“LIFT is using technologies that have matured in the drone industry to democratize human flight – a natural progression that will soon provide a clean, exciting and efficient alternative to sitting on congested roads burning fossil fuels,” Colin Guinn of 3DRobotics and DJI North America says.
The philosophy over at LIFT is that, while others are gunning for a major milestone, it’s working on a more achievable goal. Air taxis will have to overcome legislative hurdles by the handful, in addition to needing to develop the right technology that would allow them to travel by air on longer distances, for longer stretches.
Hexa strives to make short-distance recreational flights a possibility. To boot, it will do so on the cheap (relatively), at about $250 a ride. LIFT was planning to make the first flights by Hexa available at the end of 2019, but a newsletter from December of that same year said that it was still in talks with local authorities in various cities, while also planning a tour of the U.S.
The project was announced by LIFT CEO and founder Matt Chasen, who is also an adventure sports enthusiast, serial entrepreneur and investor, at the end of 2018. The official unveiling took place in 2019 at SXSW (South By Southwest) Conference and Festivals, in Austin, Texas, with plans to bring it to market by the end of that same year – a deadline eventually pushed to 2020.
Hexa is an eVTOL (all-electric vertical takeoff and landing) aircraft. It’s a single-passenger and offers the most thrilling flight experience thanks to the open cockpit. It’s wingless and ultralight, with a carbon fiber body and 18 propellers, each with its own battery, that run independently and control the flight by motor speed.
Just as importantly, Hexa is so light that it doesn’t qualify as an actual aircraft (it’s a powered ultralight under FAA regulations), so whoever operates it doesn’t need a pilot’s license to fly it. Not that flying it would be that difficult: Hexa is semi-autonomous and can be controlled remotely by computer. The operator uses a joystick to direct movements and control the altitude, while the computer takes charge of destination-based movement, take off and landing, and stability during flight.
Hexa can fly with 6 of the 18 propellers disabled, which in itself is pretty reassuring. It’s fitted with an autonomous ballistic parachute and landing gear that allows it to land both on the ground and on water. Because each propeller is powered by a different battery, quick changeouts between flights are possible.
If this sounds simply too good to be true, it’s because it is. Sort of. There are some downsides to Hexa, but they’re not exactly unexpected to LIFT. For starters, Hexa has a range of 10 to 15 minutes. If you thought this would be the solution to all your commuting problems, you were wrong. This kind of range explains why Hexa is meant for tourism and recreational activities.
Secondly, because it qualifies as a powered ultralight, you can’t fly it over populated areas or higher than a few hundred feet. It’s basically an oversized drone, but one that can carry a person inside or operate autonomously, if need be.

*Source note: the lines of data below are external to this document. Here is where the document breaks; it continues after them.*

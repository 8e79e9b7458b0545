//! Round trips, handler failures and the no-handler policy.

use std::sync::Arc;
use std::time::Duration;

use eventa_rust::{
    define_invoke, define_invoke_events, define_invoke_handler, Context, EmitOptions,
    HandlerError, InvokeError,
};

use crate::support::{alice, create_user, init_tracing, CreateUser, UserCreated};

#[tokio::test]
async fn resolves_with_handler_result() {
    init_tracing();
    let ctx = Context::new();
    let events = define_invoke_events::<UserCreated, CreateUser>(Some("user.create"));
    define_invoke_handler(&ctx, &events, Arc::new(create_user));

    let invoke = define_invoke(&ctx, &events);
    let created = invoke.call(alice()).await.unwrap();

    assert_eq!(created, UserCreated { id: "alice-25".to_string() });
    assert_eq!(invoke.pending(), 0);
}

#[tokio::test]
async fn awaits_slow_handlers() {
    let ctx = Context::new();
    let events = define_invoke_events::<u64, u64>(None);
    define_invoke_handler(
        &ctx,
        &events,
        Arc::new(|ms: u64| async move {
            tokio::time::sleep(Duration::from_millis(ms)).await;
            Ok::<_, HandlerError>(ms * 2)
        }),
    );

    let invoke = define_invoke(&ctx, &events);
    assert_eq!(invoke.call(15).await.unwrap(), 30);
}

#[tokio::test]
async fn handler_error_rejects_with_message() {
    let ctx = Context::new();
    let events = define_invoke_events::<UserCreated, CreateUser>(None);
    define_invoke_handler(
        &ctx,
        &events,
        Arc::new(|_: CreateUser| async { Err::<UserCreated, _>(HandlerError::new("bad")) }),
    );

    let invoke = define_invoke(&ctx, &events);
    let err = invoke.call(alice()).await.unwrap_err();

    assert_eq!(err, InvokeError::Handler { message: "bad".to_string() });
    assert_eq!(err.to_string(), "bad");
}

#[tokio::test]
async fn any_display_error_is_carried() {
    let ctx = Context::new();
    let events = define_invoke_events::<i64, String>(None);
    define_invoke_handler(
        &ctx,
        &events,
        Arc::new(|text: String| async move { text.parse::<i64>() }),
    );

    let invoke = define_invoke(&ctx, &events);
    assert_eq!(invoke.call("42".to_string()).await.unwrap(), 42);

    let err = invoke.call("forty-two".to_string()).await.unwrap_err();
    assert_eq!(err.handler_message(), Some("invalid digit found in string"));
}

#[tokio::test]
async fn no_handler_fails_immediately() {
    let ctx = Context::new();
    let events = define_invoke_events::<UserCreated, CreateUser>(Some("user.create"));
    let invoke = define_invoke(&ctx, &events);

    let err = invoke.call(alice()).await.unwrap_err();
    assert_eq!(err.to_string(), "No invoke handler for event: user.create-send");
}

#[tokio::test]
async fn mismatched_response_type_fails_to_decode() {
    let ctx = Context::new();
    let handler_side = define_invoke_events::<String, ()>(Some("shape"));
    let caller_side = define_invoke_events::<u32, ()>(Some("shape"));
    define_invoke_handler(
        &ctx,
        &handler_side,
        Arc::new(|_: ()| async { Ok::<_, HandlerError>("not a number".to_string()) }),
    );

    let invoke = define_invoke(&ctx, &caller_side);
    let err = invoke.call(()).await.unwrap_err();
    assert!(matches!(err, InvokeError::DecodeFailed(_)));
}

#[tokio::test]
async fn timeout_layer_gives_up() {
    let ctx = Context::new();
    let events = define_invoke_events::<(), ()>(None);
    define_invoke_handler(
        &ctx,
        &events,
        Arc::new(|_: ()| async {
            tokio::time::sleep(Duration::from_secs(5)).await;
            Ok::<_, HandlerError>(())
        }),
    );

    let invoke = define_invoke(&ctx, &events);
    let err = invoke
        .call_with_timeout((), Duration::from_millis(20))
        .await
        .unwrap_err();

    assert_eq!(err, InvokeError::Timeout(Duration::from_millis(20)));
    assert_eq!(invoke.pending(), 0);
}

#[tokio::test]
async fn emit_options_reach_listeners() {
    let ctx = Context::new();
    let events = define_invoke_events::<(), ()>(None);
    let seen = Arc::new(std::sync::Mutex::new(None));

    let sink = seen.clone();
    ctx.on(&events.send, move |_, options| {
        *sink.lock().unwrap() = options.get("trace").map(String::from);
    });
    define_invoke_handler(&ctx, &events, Arc::new(|_: ()| async { Ok::<_, HandlerError>(()) }));

    let invoke = define_invoke(&ctx, &events);
    invoke
        .call_with((), &EmitOptions::new().with_metadata("trace", "abc"))
        .await
        .unwrap();

    assert_eq!(seen.lock().unwrap().as_deref(), Some("abc"));
}
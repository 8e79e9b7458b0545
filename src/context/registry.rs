//! Listener storage behind a [`Context`](super::Context).
//!
//! Pure bookkeeping: nothing here runs user code. The context snapshots what
//! it needs under the lock and calls listeners after releasing it.

use std::collections::HashMap;
use std::sync::Arc;

use super::{EmitOptions, ListenerId, Target};
use crate::event::Event;
use crate::matcher::MatchExpression;
use crate::tag::Tag;

pub(crate) type Listener = Arc<dyn Fn(&Event, &EmitOptions) + Send + Sync>;

struct Entry {
    id: ListenerId,
    listener: Listener,
}

/// Listeners snapshotted for one match expression during an emit.
pub(crate) struct MatchedListeners {
    pub persistent: Vec<Listener>,
    pub once: Vec<Listener>,
}

#[derive(Default)]
pub(crate) struct Registry {
    listeners: HashMap<Tag, Vec<Entry>>,
    once_listeners: HashMap<Tag, Vec<Entry>>,
    /// Expressions that currently have listeners, in registration order.
    expressions: Vec<MatchExpression>,
    match_listeners: HashMap<String, Vec<Entry>>,
    match_once_listeners: HashMap<String, Vec<Entry>>,
}

impl Registry {
    pub fn add(&mut self, target: &Target, id: ListenerId, listener: Listener, once: bool) {
        let entry = Entry { id, listener };
        match target {
            Target::Tag(tag) => {
                let map = if once {
                    &mut self.once_listeners
                } else {
                    &mut self.listeners
                };
                map.entry(tag.clone()).or_default().push(entry);
            }
            Target::Match(expr) => {
                if !self.expressions.iter().any(|e| e.id() == expr.id()) {
                    self.expressions.push(expr.clone());
                }
                let map = if once {
                    &mut self.match_once_listeners
                } else {
                    &mut self.match_listeners
                };
                map.entry(expr.id().to_string()).or_default().push(entry);
            }
        }
    }

    /// Remove every listener bound to the target. Returns how many were removed.
    pub fn remove_all(&mut self, target: &Target) -> usize {
        match target {
            Target::Tag(tag) => {
                let persistent = self.listeners.remove(tag).map_or(0, |v| v.len());
                let once = self.once_listeners.remove(tag).map_or(0, |v| v.len());
                persistent + once
            }
            Target::Match(expr) => {
                let persistent = self.match_listeners.remove(expr.id()).map_or(0, |v| v.len());
                let once = self
                    .match_once_listeners
                    .remove(expr.id())
                    .map_or(0, |v| v.len());
                self.expressions.retain(|e| e.id() != expr.id());
                persistent + once
            }
        }
    }

    /// Remove a single listener by its id.
    pub fn remove(&mut self, target: &Target, id: ListenerId) -> bool {
        let removed = match target {
            Target::Tag(tag) => {
                remove_entry(&mut self.listeners, tag, id)
                    || remove_entry(&mut self.once_listeners, tag, id)
            }
            Target::Match(expr) => {
                let key = expr.id().to_string();
                remove_entry(&mut self.match_listeners, &key, id)
                    || remove_entry(&mut self.match_once_listeners, &key, id)
            }
        };
        if let Target::Match(expr) = target {
            self.prune_expression(expr.id());
        }
        removed
    }

    /// Persistent listeners for a tag, plus its once listeners which are
    /// removed from the registry as they are handed out.
    pub fn take_for_tag(&mut self, tag: &Tag) -> (Vec<Listener>, Vec<Listener>) {
        let persistent = self
            .listeners
            .get(tag)
            .map(|entries| entries.iter().map(|e| Arc::clone(&e.listener)).collect())
            .unwrap_or_default();
        let once = self
            .once_listeners
            .remove(tag)
            .map(|entries| entries.into_iter().map(|e| e.listener).collect())
            .unwrap_or_default();
        (persistent, once)
    }

    pub fn expressions(&self) -> Vec<MatchExpression> {
        self.expressions.clone()
    }

    /// Snapshot listeners for the given expressions, consuming once listeners.
    pub fn take_for_matches(&mut self, matched: &[MatchExpression]) -> Vec<MatchedListeners> {
        let mut batches = Vec::with_capacity(matched.len());
        for expr in matched {
            let persistent = self
                .match_listeners
                .get(expr.id())
                .map(|entries| entries.iter().map(|e| Arc::clone(&e.listener)).collect())
                .unwrap_or_default();
            let once = self
                .match_once_listeners
                .remove(expr.id())
                .map(|entries| entries.into_iter().map(|e| e.listener).collect())
                .unwrap_or_default();
            batches.push(MatchedListeners { persistent, once });
        }
        for expr in matched {
            self.prune_expression(expr.id());
        }
        batches
    }

    pub fn count(&self, target: &Target) -> usize {
        match target {
            Target::Tag(tag) => {
                self.listeners.get(tag).map_or(0, Vec::len)
                    + self.once_listeners.get(tag).map_or(0, Vec::len)
            }
            Target::Match(expr) => {
                self.match_listeners.get(expr.id()).map_or(0, Vec::len)
                    + self.match_once_listeners.get(expr.id()).map_or(0, Vec::len)
            }
        }
    }

    pub fn has_tag_listeners(&self, tag: &Tag) -> bool {
        self.count(&Target::Tag(tag.clone())) > 0
    }

    fn prune_expression(&mut self, id: &str) {
        let empty = |map: &HashMap<String, Vec<Entry>>| map.get(id).map_or(true, Vec::is_empty);
        if empty(&self.match_listeners) && empty(&self.match_once_listeners) {
            self.match_listeners.remove(id);
            self.match_once_listeners.remove(id);
            self.expressions.retain(|e| e.id() != id);
        }
    }
}

fn remove_entry<K, Q>(map: &mut HashMap<K, Vec<Entry>>, key: &Q, id: ListenerId) -> bool
where
    K: std::borrow::Borrow<Q> + std::hash::Hash + Eq,
    Q: std::hash::Hash + Eq + ?Sized,
{
    let Some(entries) = map.get_mut(key) else {
        return false;
    };
    let before = entries.len();
    entries.retain(|e| e.id != id);
    let removed = entries.len() != before;
    if entries.is_empty() {
        map.remove(key);
    }
    removed
}
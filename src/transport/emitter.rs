//! Transport over an `event_emitter_rs::EventEmitter`.
//!
//! Requires the `emitter` feature. `EventEmitter::emit` runs every callback
//! on a fresh thread, so outgoing envelopes go through one forwarder thread
//! that waits for each delivery before starting the next. Replies for one
//! invocation therefore arrive in the order they were emitted.
//!
//! Arrivals land on the emitter's threads, so contexts bridged this way
//! should be built with
//! [`ContextConfig::with_runtime`](crate::ContextConfig::with_runtime) for
//! their handlers to have a runtime to run on.
//!
//! Two contexts sharing one emitter use mirrored configs, so that each one
//! listens on the name the other sends on:
//!
//! ```ignore
//! let emitter = Arc::new(Mutex::new(EventEmitter::new()));
//! let config = EmitterConfig::default();
//! let a = emitter::attach(&ctx_a, emitter.clone(), config.clone());
//! let b = emitter::attach(&ctx_b, emitter, config.mirrored());
//! ```

use std::sync::{Arc, Mutex, MutexGuard, PoisonError};
use std::thread;

use event_emitter_rs::EventEmitter;
use tokio::sync::mpsc;

use super::{receive_text, report_error, wire_filter, StatsCounter, TransportHandle, WireEnvelope};
use crate::context::Context;
use crate::error::TransportError;

pub type SharedEmitter = Arc<Mutex<EventEmitter>>;

/// Emitter event names used by one side of the bridge.
#[derive(Debug, Clone, PartialEq, Eq)]
pub struct EmitterConfig {
    /// Name outgoing envelopes are emitted under.
    /// Default: "eventa-message-out".
    pub send_event: String,
    /// Name incoming envelopes are read from.
    /// Default: "eventa-message-in".
    pub receive_event: String,
}

impl Default for EmitterConfig {
    fn default() -> Self {
        Self {
            send_event: "eventa-message-out".to_string(),
            receive_event: "eventa-message-in".to_string(),
        }
    }
}

impl EmitterConfig {
    pub fn new() -> Self {
        Self::default()
    }

    pub fn with_send_event(mut self, name: impl Into<String>) -> Self {
        self.send_event = name.into();
        self
    }

    pub fn with_receive_event(mut self, name: impl Into<String>) -> Self {
        self.receive_event = name.into();
        self
    }

    /// The config for the other side: send and receive names swapped.
    pub fn mirrored(&self) -> Self {
        Self {
            send_event: self.receive_event.clone(),
            receive_event: self.send_event.clone(),
        }
    }
}

fn lock(emitter: &SharedEmitter) -> MutexGuard<'_, EventEmitter> {
    emitter.lock().unwrap_or_else(PoisonError::into_inner)
}

/// Bridge `ctx` to `emitter`.
///
/// Spawns the forwarder thread. It exits once the returned handle detaches.
pub fn attach(ctx: &Context, emitter: SharedEmitter, config: EmitterConfig) -> TransportHandle {
    let stats = Arc::new(StatsCounter::default());
    let (queue_tx, queue_rx) = mpsc::unbounded_channel::<String>();

    let filter = wire_filter();
    let weak = ctx.downgrade();
    let out_stats = Arc::clone(&stats);
    let listener = ctx.on(&filter, move |event, _| {
        let queued = WireEnvelope::from_event(event).encode().and_then(|text| {
            queue_tx
                .send(text)
                .map_err(|_| TransportError::Disconnected("emitter forwarder stopped".into()))
        });
        if let Err(e) = queued {
            out_stats.failed();
            if let Some(ctx) = weak.upgrade() {
                report_error(&ctx, &e);
            }
        }
    });

    forward(
        Arc::clone(&emitter),
        config.send_event.clone(),
        queue_rx,
        Arc::clone(&stats),
    );

    let weak = ctx.downgrade();
    let in_stats = Arc::clone(&stats);
    let receiver_id = lock(&emitter).on(&config.receive_event, move |text: String| {
        let Some(ctx) = weak.upgrade() else {
            return;
        };
        match receive_text(&ctx, &text) {
            Ok(()) => in_stats.received(),
            Err(_) => in_stats.failed(),
        }
    });

    tracing::debug!(
        send = %config.send_event,
        receive = %config.receive_event,
        "emitter transport attached"
    );

    TransportHandle::new(ctx, filter, listener, stats).with_detach(move || {
        lock(&emitter).remove_listener(&receiver_id);
    })
}

/// Drain `queue` onto `emitter`, one envelope at a time.
///
/// The emitter lock is released before the callback threads are joined, so
/// a receiver that replies synchronously only enqueues.
fn forward(
    emitter: SharedEmitter,
    send_event: String,
    mut queue: mpsc::UnboundedReceiver<String>,
    stats: Arc<StatsCounter>,
) {
    thread::spawn(move || {
        while let Some(text) = queue.blocking_recv() {
            let callbacks = lock(&emitter).emit(&send_event, text);
            for callback in callbacks {
                if callback.join().is_err() {
                    tracing::warn!(event = %send_event, "emitter listener panicked");
                }
            }
            stats.sent();
        }
        tracing::debug!(event = %send_event, "emitter forwarder stopped");
    });
}
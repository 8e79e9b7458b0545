//! Push-style handlers through `to_stream_handler`.

use std::sync::Arc;
use std::time::Duration;

use eventa_rust::{
    define_invoke_events, define_stream_invoke, define_stream_invoke_handler, to_stream_handler,
    Context, HandlerError, StreamEmitter,
};
use futures::StreamExt;

use crate::support::{Job, JobUpdate};

async fn run_job(job: Job, emit: StreamEmitter<JobUpdate>) -> Result<(), HandlerError> {
    for step in 1..=job.steps {
        tokio::time::sleep(Duration::from_millis(1)).await;
        emit.emit(JobUpdate::Progress { step });
    }
    emit.emit(JobUpdate::Result {
        output: format!("{} done", job.name),
    });
    Ok(())
}

#[tokio::test]
async fn progress_then_result() {
    let ctx = Context::new();
    let events = define_invoke_events::<JobUpdate, Job>(Some("job.run"));
    define_stream_invoke_handler(&ctx, &events, Arc::new(to_stream_handler(run_job)));

    let client = define_stream_invoke(&ctx, &events);
    let updates: Vec<JobUpdate> = client
        .call(Job {
            name: "build".to_string(),
            steps: 5,
        })
        .map(|item| item.unwrap())
        .collect()
        .await;

    assert_eq!(updates.len(), 6);
    assert!(updates[..5].iter().all(JobUpdate::is_progress));
    for (i, update) in updates[..5].iter().enumerate() {
        assert_eq!(*update, JobUpdate::Progress { step: i as u32 + 1 });
    }
    assert_eq!(
        updates[5],
        JobUpdate::Result {
            output: "build done".to_string()
        }
    );
}

#[tokio::test]
async fn emits_across_delays_keep_order() {
    let ctx = Context::new();
    let events = define_invoke_events::<String, ()>(None);
    let handler = to_stream_handler(|_: (), emit: StreamEmitter<String>| async move {
        emit.emit("a".to_string());
        tokio::time::sleep(Duration::from_millis(10)).await;
        emit.emit("b".to_string());
        Ok::<_, HandlerError>(())
    });
    define_stream_invoke_handler(&ctx, &events, Arc::new(handler));

    let client = define_stream_invoke(&ctx, &events);
    let items: Vec<String> = client.call(()).map(|item| item.unwrap()).collect().await;
    assert_eq!(items, vec!["a", "b"]);
}

#[tokio::test]
async fn handler_failure_after_emits() {
    let ctx = Context::new();
    let events = define_invoke_events::<u32, ()>(None);
    let handler = to_stream_handler(|_: (), emit: StreamEmitter<u32>| async move {
        emit.emit(1);
        emit.emit(2);
        Err(HandlerError::new("bad"))
    });
    define_stream_invoke_handler(&ctx, &events, Arc::new(handler));

    let client = define_stream_invoke(&ctx, &events);
    let items: Vec<_> = client.call(()).collect().await;

    assert_eq!(items.len(), 3);
    assert_eq!(items[0], Ok(1));
    assert_eq!(items[1], Ok(2));
    assert_eq!(items[2].as_ref().unwrap_err().to_string(), "bad");
}
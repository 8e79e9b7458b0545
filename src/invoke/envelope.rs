//! Correlated bodies carried by invoke events, and the reply side helper.

use serde::{Deserialize, Serialize};
use serde_json::{json, Value};

use crate::context::Context;
use crate::event::Event;

/// Body of every invoke event: `{"invokeId": ..., "content": ...}`.
#[derive(Debug, Clone, PartialEq, Serialize, Deserialize)]
#[serde(rename_all = "camelCase")]
pub struct InvokePayload {
    pub invoke_id: String,
    #[serde(default)]
    pub content: Value,
}

impl InvokePayload {
    pub fn new(invoke_id: impl Into<String>, content: Value) -> Self {
        Self {
            invoke_id: invoke_id.into(),
            content,
        }
    }

    /// Extract the payload of an event. `None` for foreign or malformed
    /// traffic: no body, or no non-empty `invokeId`.
    pub fn from_event(event: &Event) -> Option<Self> {
        let body = event.body.as_ref()?;
        let payload: InvokePayload = serde_json::from_value(body.clone()).ok()?;
        if payload.invoke_id.is_empty() {
            return None;
        }
        Some(payload)
    }

    pub fn into_value(self) -> Value {
        json!({ "invokeId": self.invoke_id, "content": self.content })
    }
}

/// Error content: `{"message": ...}`.
pub(crate) fn error_content(message: &str) -> Value {
    json!({ "message": message })
}

/// Recover a message from error content, tolerating peers that send a bare
/// string or some other shape.
pub(crate) fn error_message(content: &Value) -> String {
    match content {
        Value::String(message) => message.clone(),
        Value::Object(map) => match map.get("message") {
            Some(Value::String(message)) => message.clone(),
            _ => content.to_string(),
        },
        other => other.to_string(),
    }
}

/// Emits correlated replies for one invocation.
pub(crate) struct Replier {
    pub ctx: Context,
    pub receive: Event,
    pub receive_error: Event,
    pub receive_stream_end: Event,
    pub invoke_id: String,
}

impl Replier {
    pub fn reply<T: Serialize>(&self, value: &T) -> bool {
        match serde_json::to_value(value) {
            Ok(content) => {
                self.emit(&self.receive, content);
                true
            }
            Err(e) => {
                self.error(&format!("encode failed: {}", e));
                false
            }
        }
    }

    pub fn error(&self, message: &str) {
        self.emit(&self.receive_error, error_content(message));
    }

    pub fn end(&self) {
        self.emit(&self.receive_stream_end, Value::Null);
    }

    fn emit(&self, event: &Event, content: Value) {
        let body = InvokePayload::new(self.invoke_id.clone(), content).into_value();
        self.ctx.emit(event, body);
    }
}
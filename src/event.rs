//! The event value delivered to listeners.

use serde::{Deserialize, Serialize};
use serde_json::Value;

use crate::tag::Tag;

/// Which side of a transport an event is travelling towards.
///
/// Transports forward events that are `Outbound` or carry no direction and
/// never forward `Inbound` ones, which keeps two bridged contexts from
/// bouncing the same event back and forth.
#[derive(Debug, Clone, Copy, PartialEq, Eq, Hash, Serialize, Deserialize)]
#[serde(rename_all = "lowercase")]
pub enum FlowDirection {
    Inbound,
    Outbound,
}

/// Category discriminant that does not consume the tag namespace.
#[derive(Debug, Clone, Copy, PartialEq, Eq, Hash, Serialize, Deserialize)]
#[serde(rename_all = "kebab-case")]
pub enum EventKind {
    InvokeSend,
    InvokeSendError,
    InvokeReceive,
    InvokeReceiveError,
    InvokeReceiveStreamEnd,
    TransportError,
    PeerConnected,
    PeerDisconnected,
}

/// An event: its tag, optional category and direction, and the body
/// attached at emission time.
#[derive(Debug, Clone, PartialEq, Serialize, Deserialize)]
pub struct Event {
    pub id: Tag,
    #[serde(rename = "type", default, skip_serializing_if = "Option::is_none")]
    pub kind: Option<EventKind>,
    #[serde(default, skip_serializing_if = "Option::is_none")]
    pub flow: Option<FlowDirection>,
    #[serde(default, skip_serializing_if = "Option::is_none")]
    pub body: Option<Value>,
}

impl Event {
    pub fn new(id: impl Into<Tag>) -> Self {
        Self {
            id: id.into(),
            kind: None,
            flow: None,
            body: None,
        }
    }

    /// Define an event, generating a tag when none is given.
    pub fn define(tag: Option<&str>) -> Self {
        match tag {
            Some(tag) => Self::new(tag),
            None => Self::new(Tag::generate()),
        }
    }

    pub fn inbound(id: impl Into<Tag>) -> Self {
        Self::new(id).with_flow(FlowDirection::Inbound)
    }

    pub fn outbound(id: impl Into<Tag>) -> Self {
        Self::new(id).with_flow(FlowDirection::Outbound)
    }

    pub fn with_kind(mut self, kind: EventKind) -> Self {
        self.kind = Some(kind);
        self
    }

    pub fn with_flow(mut self, flow: FlowDirection) -> Self {
        self.flow = Some(flow);
        self
    }

    /// Materialize this event with a body.
    pub fn with_body(&self, body: Value) -> Self {
        Self {
            id: self.id.clone(),
            kind: self.kind,
            flow: self.flow,
            body: Some(body),
        }
    }

    pub fn tag(&self) -> &Tag {
        &self.id
    }

    pub fn is_inbound(&self) -> bool {
        self.flow == Some(FlowDirection::Inbound)
    }

    /// True for events a transport should put on the wire.
    pub fn is_outbound_or_undirected(&self) -> bool {
        matches!(self.flow, None | Some(FlowDirection::Outbound))
    }
}

/// Shorthand for [`Event::define`].
pub fn define_event(tag: Option<&str>) -> Event {
    Event::define(tag)
}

These are downsides LIFT has taken into account but is willing to live with, just to be able to take man into the air.
“Multi-seat eVTOL air taxis, especially those that are designed to transition to wing-borne flight, are probably 10 years away and will require new regulations and significant advances in battery technology to be practical and safe. We didn’t want to wait for major technology or regulatory breakthroughs to start flying,” Matt Chasen explains. “We’ll be flying years before anyone else.”